Para Lainha, fazer parte do festival é muito mais do que expor suas obras: é uma oportunidade de conhecimento. “Eu venho de outra cidade. Então, para mim, estar neste evento é muito positivo, pois eu trago uma boa bagagem cultural, conversamos sobre o progresso do cordel e trocamos ensinamentos e conhecimentos”, disse.
A literatura de Cordel como patrimônio imaterial do Brasil
A Praça do Cordel da Flifs contou com inúmeras atividades durante o festival, como recitação de poesias, apresentações musicais e debates. Na manhã do sábado (28), penúltimo dia do evento, o local recebeu os cordelistas Ana Ferraz, da Paraíba; Izabel Nascimento, de Sergipe; e Aderaldo Luciano, do Rio de Janeiro, para uma palestra sobre o cordel como patrimônio imaterial do Brasil e o mercado editorial.

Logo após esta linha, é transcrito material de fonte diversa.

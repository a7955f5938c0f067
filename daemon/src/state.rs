/// Connection state machine.
///
/// The machine only records outcomes reported by the launcher and the poller;
/// it never spawns or kills anything.  Every input goes through
/// [`StateMachine::apply`], which returns the resulting [`Transition`] so the
/// caller can update the observable indicator and decide whether to alert.
use serde::{Deserialize, Serialize};

/// Canonical health of the supervised mount, shown to the user.
#[derive(Debug, Serialize, Deserialize, PartialEq, Eq, Clone, Copy, Default)]
#[serde(rename_all = "lowercase")]
pub enum ConnectionState {
    /// No mount process is running, or a controlled shutdown has been committed.
    #[default]
    Disconnected,
    /// The mount process is running and idle.
    Connected,
    /// The mount process reports uploads in flight.
    Syncing,
    /// The process failed or exited on its own.  Cleared only by a new launch.
    Error,
}

impl ConnectionState {
    pub fn as_str(self) -> &'static str {
        match self {
            ConnectionState::Disconnected => "disconnected",
            ConnectionState::Connected => "connected",
            ConnectionState::Syncing => "syncing",
            ConnectionState::Error => "error",
        }
    }
}

impl std::fmt::Display for ConnectionState {
    fn fmt(&self, f: &mut std::fmt::Formatter<'_>) -> std::fmt::Result {
        f.write_str(self.as_str())
    }
}

/// Everything that can move the machine.
#[derive(Debug, Clone, Copy, PartialEq, Eq)]
pub enum Input {
    /// A process was spawned successfully.
    Launched,
    /// One parsed telemetry sample.  `None` means the payload had no upload counter.
    Sample { uploads_in_progress: Option<u64> },
    /// Spawn failure or a runtime fault reported by the process watcher.
    Fault,
    /// The process exited.  Whether that was expected is decided here.
    Exited,
    /// The graceful quit request failed after the shutdown was committed.
    ShutdownFailed,
}

/// Result of applying one input.
#[derive(Debug, Clone, Copy, PartialEq, Eq)]
pub struct Transition {
    pub from: ConnectionState,
    pub to: ConnectionState,
    /// The user must be told about this transition.
    pub alert: bool,
}

impl Transition {
    pub fn changed(&self) -> bool {
        self.from != self.to
    }
}

/// Proof that the machine has been moved to `Disconnected` for a controlled
/// shutdown.  Only [`StateMachine::commit_shutdown`] can create one, and the
/// control endpoint's quit command requires it, so a quit request cannot be
/// issued before the state is committed.
#[derive(Debug)]
pub struct ShutdownCommit {
    _private: (),
}

#[cfg(test)]
impl ShutdownCommit {
    pub fn for_tests() -> Self {
        Self { _private: () }
    }
}

#[derive(Debug, Default)]
pub struct StateMachine {
    state: ConnectionState,
    shutdown_committed: bool,
}

impl StateMachine {
    pub fn new() -> Self {
        Self::default()
    }

    pub fn state(&self) -> ConnectionState {
        self.state
    }

    /// True between [`commit_shutdown`](Self::commit_shutdown) and the next launch.
    pub fn shutdown_committed(&self) -> bool {
        self.shutdown_committed
    }

    /// First step of the terminate protocol: force `Disconnected` so that the
    /// exit caused by the upcoming quit request is treated as expected.
    pub fn commit_shutdown(&mut self) -> (Transition, ShutdownCommit) {
        let from = self.state;
        self.state = ConnectionState::Disconnected;
        self.shutdown_committed = true;
        let transition = Transition {
            from,
            to: self.state,
            alert: false,
        };
        (transition, ShutdownCommit { _private: () })
    }

    pub fn apply(&mut self, input: Input) -> Transition {
        let from = self.state;
        let (to, alert) = match input {
            Input::Launched => {
                self.shutdown_committed = false;
                (ConnectionState::Connected, false)
            }
            Input::Sample { uploads_in_progress } => match (from, uploads_in_progress) {
                // A sample can only be meaningful while a process is considered up.
                (ConnectionState::Error | ConnectionState::Disconnected, _) => (from, false),
                (_, Some(n)) if n > 0 => (ConnectionState::Syncing, false),
                (_, Some(_)) => (ConnectionState::Connected, false),
                (_, None) => (from, false),
            },
            Input::Fault => (ConnectionState::Error, true),
            Input::Exited => match from {
                ConnectionState::Disconnected => (from, false),
                // Already reported; the exit that follows a fault is not news.
                ConnectionState::Error => (from, false),
                ConnectionState::Connected | ConnectionState::Syncing => {
                    (ConnectionState::Error, true)
                }
            },
            Input::ShutdownFailed => (ConnectionState::Error, true),
        };
        self.state = to;
        Transition { from, to, alert }
    }
}

#[cfg(test)]
mod tests {
    use super::*;

    fn machine_in(state: ConnectionState) -> StateMachine {
        StateMachine {
            state,
            shutdown_committed: false,
        }
    }

    fn sample(n: u64) -> Input {
        Input::Sample {
            uploads_in_progress: Some(n),
        }
    }

    const ALL: [ConnectionState; 4] = [
        ConnectionState::Disconnected,
        ConnectionState::Connected,
        ConnectionState::Syncing,
        ConnectionState::Error,
    ];

    // ── launch ────────────────────────────────────────────────────────────────

    #[test]
    fn starts_disconnected() {
        let m = StateMachine::new();
        assert_eq!(m.state(), ConnectionState::Disconnected);
        assert!(!m.shutdown_committed());
    }

    #[test]
    fn launch_connects_from_any_state() {
        for state in ALL {
            let mut m = machine_in(state);
            let t = m.apply(Input::Launched);
            assert_eq!(t.to, ConnectionState::Connected);
            assert!(!t.alert);
        }
    }

    #[test]
    fn launch_clears_shutdown_commit() {
        let mut m = machine_in(ConnectionState::Connected);
        let _ = m.commit_shutdown();
        assert!(m.shutdown_committed());
        m.apply(Input::Launched);
        assert!(!m.shutdown_committed());
    }

    // ── telemetry ─────────────────────────────────────────────────────────────

    #[test]
    fn uploads_in_progress_stays_syncing_until_zero() {
        let mut m = machine_in(ConnectionState::Connected);
        for n in [3, 1, 7, 1] {
            m.apply(sample(n));
            assert_eq!(m.state(), ConnectionState::Syncing);
        }
        m.apply(sample(0));
        assert_eq!(m.state(), ConnectionState::Connected);
    }

    #[test]
    fn sample_without_counter_leaves_state_alone() {
        for state in ALL {
            let mut m = machine_in(state);
            let t = m.apply(Input::Sample {
                uploads_in_progress: None,
            });
            assert!(!t.changed());
            assert!(!t.alert);
        }
    }

    #[test]
    fn samples_never_clear_error() {
        let mut m = machine_in(ConnectionState::Error);
        m.apply(sample(0));
        m.apply(sample(4));
        assert_eq!(m.state(), ConnectionState::Error);
    }

    #[test]
    fn samples_ignored_after_shutdown_commit() {
        let mut m = machine_in(ConnectionState::Syncing);
        let _ = m.commit_shutdown();
        m.apply(sample(2));
        assert_eq!(m.state(), ConnectionState::Disconnected);
    }

    // ── exit ──────────────────────────────────────────────────────────────────

    #[test]
    fn exit_while_disconnected_is_silent() {
        let mut m = machine_in(ConnectionState::Disconnected);
        let t = m.apply(Input::Exited);
        assert_eq!(t.to, ConnectionState::Disconnected);
        assert!(!t.alert);
    }

    #[test]
    fn exit_while_running_is_an_error_with_one_alert() {
        for state in [ConnectionState::Connected, ConnectionState::Syncing] {
            let mut m = machine_in(state);
            let t = m.apply(Input::Exited);
            assert_eq!(t.to, ConnectionState::Error);
            assert!(t.alert);
        }
    }

    #[test]
    fn exit_after_error_does_not_alert_twice() {
        let mut m = machine_in(ConnectionState::Connected);
        assert!(m.apply(Input::Fault).alert);
        let t = m.apply(Input::Exited);
        assert_eq!(t.to, ConnectionState::Error);
        assert!(!t.alert);
    }

    // ── faults and shutdown ───────────────────────────────────────────────────

    #[test]
    fn fault_reaches_error_from_every_state() {
        for state in ALL {
            let mut m = machine_in(state);
            let t = m.apply(Input::Fault);
            assert_eq!(t.to, ConnectionState::Error);
            assert!(t.alert);
        }
    }

    #[test]
    fn commit_shutdown_forces_disconnected() {
        for state in ALL {
            let mut m = machine_in(state);
            let (t, _commit) = m.commit_shutdown();
            assert_eq!(t.from, state);
            assert_eq!(t.to, ConnectionState::Disconnected);
            assert!(!t.alert);
            assert!(m.shutdown_committed());
        }
    }

    #[test]
    fn failed_shutdown_is_an_error() {
        let mut m = machine_in(ConnectionState::Connected);
        let _ = m.commit_shutdown();
        let t = m.apply(Input::ShutdownFailed);
        assert_eq!(t.from, ConnectionState::Disconnected);
        assert_eq!(t.to, ConnectionState::Error);
        assert!(t.alert);
    }

    #[test]
    fn state_displays_lowercase() {
        assert_eq!(ConnectionState::Syncing.to_string(), "syncing");
        assert_eq!(ConnectionState::Error.to_string(), "error");
    }
}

Em setembro de 2018, o cordel foi reconhecido como patrimônio cultural brasileiro pelo Instituto do Patrimônio Histórico e Artístico Nacional (Iphan). No entanto, a discussão questionou o título. “Que poder tem o Iphan para reconhecer aquilo que o povo já reconheceu?”, indagou o poeta Aderaldo Luciano. “As autoridades constituídas do Brasil não sabem o que é o cordel. É muito fácil honrar alguém com títulos, mas eu quero ver o dia em que um autor vai ser convidado para fazer parte da Academia de Letras”, criticou ele sob o som de aplausos.
Aderaldo destacou ainda que, no Brasil, há um “terrível descaso” com a poesia do povo e as manifestações populares. “O poeta do cordel é um maldito. Demos uma volta nas grandes bienais e festivais pelo país para encontrarmos o cantinho do cordel. Nós não encontramos, pois ele não existe”, falou Luciano. O artista ainda acrescentou que não basta apenas reconhecer o cordel como patrimônio, mas sim, vivê-lo como poesia legítima brasileira.
O cordel na educação infantil
Muitos escritores e educadores acreditam que a literatura de cordel proporciona aos alunos prazer e inspiração e potencializa o desenvolvimento de ações cognitivas sobre diversos temas. Porém, a professora Evylle Freitas, disse que o trabalho com esse estilo literário ainda é pouco explorado nas escolas. “Muitos dos meus alunos sequer sabem do que se tratam esses livros. Em todas as reuniões de conselho pedagógico, faço questão de questionar sobre quando daremos maior visibilidade ao cordel, pois ele é muito importante para o enriquecimento da cultura nordestina”, explicou.
A autora e editora Ana Ferraz explicou que o cordel ainda é visto como uma literatura “diminutiva” e, por isso, o Ministério da Educação pouco faz para levar os livros às salas de aulas. “As escolas precisam se especializar, porque cordel não é brincadeira. Porque, na maioria das vezes, os educadores acham que é só rimar que tá tudo pronto. Essa literatura é bonitinha quando sai na televisão, quando alguém importante indica, mas é preciso ter um maior respeito”, pontuou Ferraz.